The ‘impact’ agenda is now thoroughly internalised in the core mission of universities. Yet two decades on from the first initiatives to promote impact, there is a pressing need to rethink our approach to how we support policy impact.
The climate crisis and the Covid pandemic have brought science and research centre-stage in public debates and policy-making. Meanwhile, our understanding of what kinds of structures and research-policy relations work best has improved. However, debates on the validity and relevance of different types of knowledge are challenging established understandings of the role of universities as knowledge producers and brokers.
Rethinking Policy Impact explores the purpose, definition, scope and beneficiaries of policy impact, with a view to promoting fresh thinking. Sponsored by the ESRC and the Royal Society of Edinburgh, the programme is built around five workshops and a final report that will distil key insights and findings and make proposals on the principles and strategic objectives that should shape how we support impact over the next decade.
The project’s report ‘Promoting Ethical and Effective Policy Engagement in the Higher Education Sector’ builds on the rich discussions in the workshops and the analysis in the Literature review. It sets out six core principles to guide frameworks for supporting ethical and effective approaches to policy impact. The report then makes a number of recommendations that derive from these principles targeted at three main groups of actors: the REF, other funders, and Higher Education Institutions (HEIs). The approach in the report is based on the premise that frameworks deployed by REF and funders, and how these are interpreted by HEIs, are key drivers of behaviour on policy impact. As such, the proposals are designed to operate across the three groups in a mutually reinforcing way.
Rethinking Policy Impact report (1MB, PDF)
Six core principles:
Collaboration
Researchers should be incentivised to work collaboratively, rather than encouraged (solely) to get credit for their individual team or institution’s research.
Bodies of knowledge
Researchers should be encouraged to contribute to help build and effectively communicate wider corpora of insights and evidence.
Equality and diversity
There needs to be focused support for those with protected characteristics and at early career stage, to create a level playing field and diversify the research informing policy.
Quality of policy engagement
Policy impact frameworks should reward ‘productive engagement’ and co-creation as ends in themselves.
Public and community engagement
Researchers and HEIs should have incentives to contribute to enriching, informing and broadening the parameters of public debate on policies.
Disruptive research
Support for policy impact should not crowd out or devalue innovative, blue-skies or disruptive research.
Two practical considerations:
Resources
Changes to impact frameworks should, where possible, limit the resource burden
on funders and HEIs.
Political communication
Impact frameworks should be designed in a way that evidences and champions the positive societal and economic impact of research.
Download the report:
Rethinking Policy Impact report (1MB, PDF)
To capture both the concerns and potentials existing in scholarly literature on the assessment of research impact, this overview document starts by reviewing the challenges associated with the UK’s Impact Agenda. It proceeds by exploring how the use of social media ties in with research dissemination and impact and broader aims of public engagement. Next, it discusses the use of indicators to assess research impact and alternative approaches to the UK’s REF for assessing the impact of research. Finally, it presents the ways forward proposed in the literature looking to improve existing attempts to promote research’s benefit to society.
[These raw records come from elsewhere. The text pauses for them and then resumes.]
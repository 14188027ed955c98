use anyhow::{Context as AnyhowContext, Result};
use clap::Args;
use classical_crypto::CipherKey;
use classical_crypto::cipher::hill::{self, DEFAULT_PADDING};
use classical_crypto::cipher::AffineHillKey;
use rand::rngs::StdRng;
use rand::{Rng, SeedableRng};

use super::{Context, Family};
use crate::output::emit_key;

#[derive(Args)]
pub struct GenKeyArgs {
    /// Cipher family
    #[arg(long, value_enum)]
    pub family: Family,

    /// Block size of the key matrix
    #[arg(long, default_value_t = 3)]
    pub dim: usize,

    /// Seed for reproducible keys
    #[arg(long)]
    pub seed: Option<u64>,

    /// Save the key as a JSON key file
    #[arg(long)]
    pub out: Option<String>,
}

pub fn generate<R: Rng>(family: Family, dim: usize, rng: &mut R) -> Result<CipherKey> {
    let key = match family {
        Family::Hill => CipherKey::Hill {
            matrix: hill::random_key(dim, rng)?,
            padding: DEFAULT_PADDING,
        },
        Family::AffineHill => AffineHillKey::random(dim, rng)?.into(),
    };
    Ok(key)
}

pub fn run(args: GenKeyArgs, ctx: &Context) -> Result<()> {
    let mut rng = match args.seed {
        Some(seed) => StdRng::seed_from_u64(seed),
        None => StdRng::from_rng(&mut rand::rng()),
    };

    let key = generate(args.family, args.dim, &mut rng)
        .with_context(|| format!("Failed to generate a {0}x{0} key", args.dim))?;
    emit_key(&key, args.out.as_deref(), ctx.json_output)
}
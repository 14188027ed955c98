//! Shift (Caesar) cipher: `y = x + k (mod 26)`.

use crate::alphabet::{index_to_letter, letter_to_index};
use crate::cipher::Cipher;
use crate::errors::ClassicalCryptoError;
use crate::ring::Z26;

#[derive(Debug, Clone, Copy, PartialEq, Eq)]
pub struct ShiftCipher {
    key: i64,
}

impl ShiftCipher {
    /// Any integer is a valid shift; it is reduced into `[0, 26)`.
    pub fn new(key: i64) -> Self {
        Self {
            key: Z26.normalize(key),
        }
    }

    pub fn key(&self) -> i64 {
        self.key
    }

    fn shift(&self, text: &str, by: i64) -> Result<String, ClassicalCryptoError> {
        text.chars()
            .map(|c| Ok(index_to_letter(Z26.add(letter_to_index(c)?, by))))
            .collect()
    }
}

impl Cipher for ShiftCipher {
    fn encrypt(&self, plain_text: &str) -> Result<String, ClassicalCryptoError> {
        self.shift(plain_text, self.key)
    }

    fn decrypt(&self, cipher_text: &str) -> Result<String, ClassicalCryptoError> {
        self.shift(cipher_text, -self.key)
    }
}

#[cfg(test)]
mod tests {
    use super::*;

    #[test]
    fn test_caesar_three() -> Result<(), ClassicalCryptoError> {
        let cipher = ShiftCipher::new(3);
        assert_eq!(cipher.encrypt("xyzabc")?, "abcdef");
        assert_eq!(cipher.decrypt("abcdef")?, "xyzabc");
        Ok(())
    }

    #[test]
    fn test_key_is_reduced() -> Result<(), ClassicalCryptoError> {
        assert_eq!(ShiftCipher::new(29).key(), 3);
        assert_eq!(ShiftCipher::new(-1).key(), 25);
        assert_eq!(ShiftCipher::new(-1).encrypt("a")?, "z");
        assert_eq!(ShiftCipher::new(26).encrypt("hello")?, "hello");
        Ok(())
    }

    #[test]
    fn test_rejects_foreign_characters() {
        assert!(matches!(
            ShiftCipher::new(1).encrypt("hello world"),
            Err(ClassicalCryptoError::InvalidCharacter(' '))
        ));
    }

    #[test]
    fn test_empty_text() -> Result<(), ClassicalCryptoError> {
        assert_eq!(ShiftCipher::new(5).encrypt("")?, "");
        Ok(())
    }
}
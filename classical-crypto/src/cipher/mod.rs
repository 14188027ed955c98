//! # Cipher Module
//!
//! Classical character ciphers over Z_26. The scalar ciphers ([`shift`], [`affine`], [`autokey`])
//! work letter by letter; [`hill`] and [`affine_hill`] work on row vectors of letters and also
//! support known-plaintext key recovery.

pub mod affine;
pub mod affine_hill;
pub mod autokey;
pub mod hill;
pub mod key_file;
pub mod shift;

use crate::errors::ClassicalCryptoError;

pub use affine::AffineCipher;
pub use affine_hill::{AffineHillCipher, AffineHillKey};
pub use autokey::AutokeyCipher;
pub use hill::HillCipher;
pub use key_file::CipherKey;
pub use shift::ShiftCipher;

/// A keyed cipher over lower-case `a..z` text.
pub trait Cipher {
    fn encrypt(&self, plain_text: &str) -> Result<String, ClassicalCryptoError>;
    fn decrypt(&self, cipher_text: &str) -> Result<String, ClassicalCryptoError>;
}
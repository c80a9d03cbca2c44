use crate::sensor::SensorKind;

#[derive(Debug, Clone, Copy, PartialEq)]
pub struct Reading {
    pub kind: SensorKind,

    pub value: f64,
}

impl Reading {
    pub fn humidity(value: f64) -> Self {
        Self {
            kind: SensorKind::Humidity,
            value,
        }
    }

    pub fn temperature(value: f64) -> Self {
        Self {
            kind: SensorKind::Temperature,
            value,
        }
    }
}
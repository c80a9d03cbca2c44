use std::path::PathBuf;

use chrono_tz::Tz;
use clap::Parser;
use sensor_gateway::{
    config::{CONNECTION_STRING_ENV, DEFAULT_DATABASE_PATH, DEFAULT_SAMPLE_INTERVAL},
    sensor::DEFAULT_SENSOR_INTERVAL,
};
use tracing::warn;

#[derive(Debug, Parser)]
pub struct Args {
    #[arg(long, env = CONNECTION_STRING_ENV, hide_env_values = true)]
    pub connection_string: Option<String>,

    #[arg(long, env = "DATABASE_PATH", default_value = DEFAULT_DATABASE_PATH)]
    pub database: PathBuf,

    /// IANA zone name. Libc-style values such as `:/etc/localtime` fall back to local time.
    #[arg(long, env = "TZ")]
    pub timezone: Option<String>,

    #[arg(long, env = "SAMPLE_INTERVAL_SECS", default_value_t = DEFAULT_SAMPLE_INTERVAL.as_secs())]
    pub sample_interval_secs: u64,

    #[arg(long, env = "SENSOR_INTERVAL_SECS", default_value_t = DEFAULT_SENSOR_INTERVAL.as_secs())]
    pub sensor_interval_secs: u64,

    /// Loaded into the environment before env-backed arguments are resolved.
    #[arg(long, default_value = "secrets.env")]
    pub env_file: PathBuf,
}

impl Args {
    pub fn timezone(&self) -> Option<Tz> {
        let name = self.timezone.as_deref()?;
        match name.parse() {
            Ok(tz) => Some(tz),
            Err(_) => {
                warn!(timezone = name, "unrecognized timezone, using local time");
                None
            }
        }
    }
}
use std::{fmt, str::FromStr};

use thiserror::Error;

#[derive(Debug, Error)]
pub enum ConnectionStringError {
    #[error("malformed connection string segment: {0}")]
    MalformedSegment(String),

    #[error("connection string is missing {0}")]
    MissingField(&'static str),

    #[error("connection string needs SharedAccessKey or SharedAccessSignature")]
    MissingCredential,

    #[error("SharedAccessKey is not valid base64")]
    InvalidKey,
}

#[derive(Clone, PartialEq, Eq)]
pub enum Credential {
    SharedAccessKey {
        key: String,
        key_name: Option<String>,
    },
    SharedAccessSignature(String),
}

/// IoT Hub device connection string, e.g.
/// `HostName=hub.azure-devices.net;DeviceId=gateway;SharedAccessKey=...`.
#[derive(Clone, PartialEq, Eq)]
pub struct ConnectionString {
    pub host_name: String,

    pub device_id: String,

    pub credential: Credential,
}

impl FromStr for ConnectionString {
    type Err = ConnectionStringError;

    fn from_str(s: &str) -> Result<Self, Self::Err> {
        let mut host_name = None;
        let mut device_id = None;
        let mut key = None;
        let mut key_name = None;
        let mut signature = None;

        for segment in s.trim().split(';').filter(|p| !p.is_empty()) {
            // Keys are base64 and may contain '=' themselves.
            let Some((name, value)) = segment.split_once('=') else {
                return Err(ConnectionStringError::MalformedSegment(segment.to_string()));
            };

            let slot = match name {
                "HostName" => &mut host_name,
                "DeviceId" => &mut device_id,
                "SharedAccessKey" => &mut key,
                "SharedAccessKeyName" => &mut key_name,
                "SharedAccessSignature" => &mut signature,
                _ => continue,
            };
            *slot = Some(value.to_string());
        }

        let host_name = host_name
            .filter(|v| !v.is_empty())
            .ok_or(ConnectionStringError::MissingField("HostName"))?;
        let device_id = device_id
            .filter(|v| !v.is_empty())
            .ok_or(ConnectionStringError::MissingField("DeviceId"))?;

        let credential = match (key, signature) {
            (Some(key), _) if !key.is_empty() => Credential::SharedAccessKey { key, key_name },
            (_, Some(signature)) if !signature.is_empty() => {
                Credential::SharedAccessSignature(signature)
            }
            _ => return Err(ConnectionStringError::MissingCredential),
        };

        Ok(Self {
            host_name,
            device_id,
            credential,
        })
    }
}

// Keeps secrets out of log output.
impl fmt::Debug for ConnectionString {
    fn fmt(&self, f: &mut fmt::Formatter<'_>) -> fmt::Result {
        f.debug_struct("ConnectionString")
            .field("host_name", &self.host_name)
            .field("device_id", &self.device_id)
            .finish_non_exhaustive()
    }
}

impl fmt::Debug for Credential {
    fn fmt(&self, f: &mut fmt::Formatter<'_>) -> fmt::Result {
        match self {
            Credential::SharedAccessKey { key_name, .. } => f
                .debug_struct("SharedAccessKey")
                .field("key_name", key_name)
                .finish_non_exhaustive(),
            Credential::SharedAccessSignature(_) => f.write_str("SharedAccessSignature(..)"),
        }
    }
}
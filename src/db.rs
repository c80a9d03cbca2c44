use std::{path::Path, str::FromStr};

use sqlx::{
    FromRow, SqlitePool,
    sqlite::{SqliteConnectOptions, SqlitePoolOptions},
};
use thiserror::Error;
use tracing::{debug, info};

use crate::record::MergedRecord;

#[derive(Debug, Error)]
pub enum StoreError {
    #[error("local store unavailable")]
    Unavailable(#[source] sqlx::Error),

    #[error("failed to write record to local store")]
    Write(#[source] sqlx::Error),

    #[error("failed to read rows from local store")]
    Read(#[source] sqlx::Error),
}

/// Persisted form of a [`MergedRecord`].
#[derive(Debug, Clone, PartialEq, FromRow)]
pub struct StoredRow {
    pub device_time: String,

    pub temperature: f64,

    pub humidity: f64,
}

/// Append-only SQLite log of merged records.
///
/// The pool holds a single connection; the coordinator is the only writer.
#[derive(Debug, Clone)]
pub struct LocalStore {
    pool: SqlitePool,
}

impl LocalStore {
    pub async fn open(path: &Path) -> Result<Self, StoreError> {
        let options = SqliteConnectOptions::new()
            .filename(path)
            .create_if_missing(true);

        let store = Self::connect(options).await?;
        info!(path = %path.display(), "local store initialized");

        Ok(store)
    }

    pub async fn in_memory() -> Result<Self, StoreError> {
        let options =
            SqliteConnectOptions::from_str("sqlite::memory:").map_err(StoreError::Unavailable)?;

        Self::connect(options).await
    }

    async fn connect(options: SqliteConnectOptions) -> Result<Self, StoreError> {
        let pool = SqlitePoolOptions::new()
            .max_connections(1)
            .idle_timeout(None)
            .max_lifetime(None)
            .connect_with(options)
            .await
            .map_err(StoreError::Unavailable)?;

        sqlx::query(
            "CREATE TABLE IF NOT EXISTS data (device_time TEXT, temperature REAL, humidity REAL)",
        )
        .execute(&pool)
        .await
        .map_err(StoreError::Unavailable)?;

        Ok(Self { pool })
    }

    pub async fn append(&self, record: &MergedRecord) -> Result<(), StoreError> {
        debug!(?record, "saving record to local store");

        sqlx::query("INSERT INTO data (device_time, temperature, humidity) VALUES (?, ?, ?)")
            .bind(record.device_time.as_str())
            .bind(record.temperature)
            .bind(record.humidity)
            .execute(&self.pool)
            .await
            .map_err(StoreError::Write)?;

        Ok(())
    }

    /// All stored rows in insertion order.
    pub async fn rows(&self) -> Result<Vec<StoredRow>, StoreError> {
        sqlx::query_as::<_, StoredRow>(
            "SELECT device_time, temperature, humidity FROM data ORDER BY rowid",
        )
        .fetch_all(&self.pool)
        .await
        .map_err(StoreError::Read)
    }

    pub async fn close(&self) {
        self.pool.close().await;
    }
}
Download the literature review:
Rethinking Policy Impact literature review (340KB, PDF)
Workshop 1 | Concepts, principles and goals
Policy impact is often framed in a narrow way, with the focus on bringing about change in policy outputs or outcomes. This framing excludes a range of important ways in which research can generate shifts in understanding, beliefs and engagement across a wide groups of actors engaged in shaping policy. The aim of the workshop is to explore a number of conceptual and normative issues to frame the discussion: what we mean by policy impact, what the purpose and scope of such activity should be, and who it is for?
Workshop 2 | Types of knowledge
The aim of the workshop was to explore how the increasing demands and calls for diversity and interdisciplinarity are supported and facilitated in research impact, and how the different perspectives of those affected by policy could be captured: are approaches to bringing research into policy sufficiently supportive of interdisciplinarity and diversity? What (good) practice is emerging in bringing citizen/user/lived experiences into policy-making? And do more diverse approaches create tensions with more ‘technocratic’ forms of knowledge?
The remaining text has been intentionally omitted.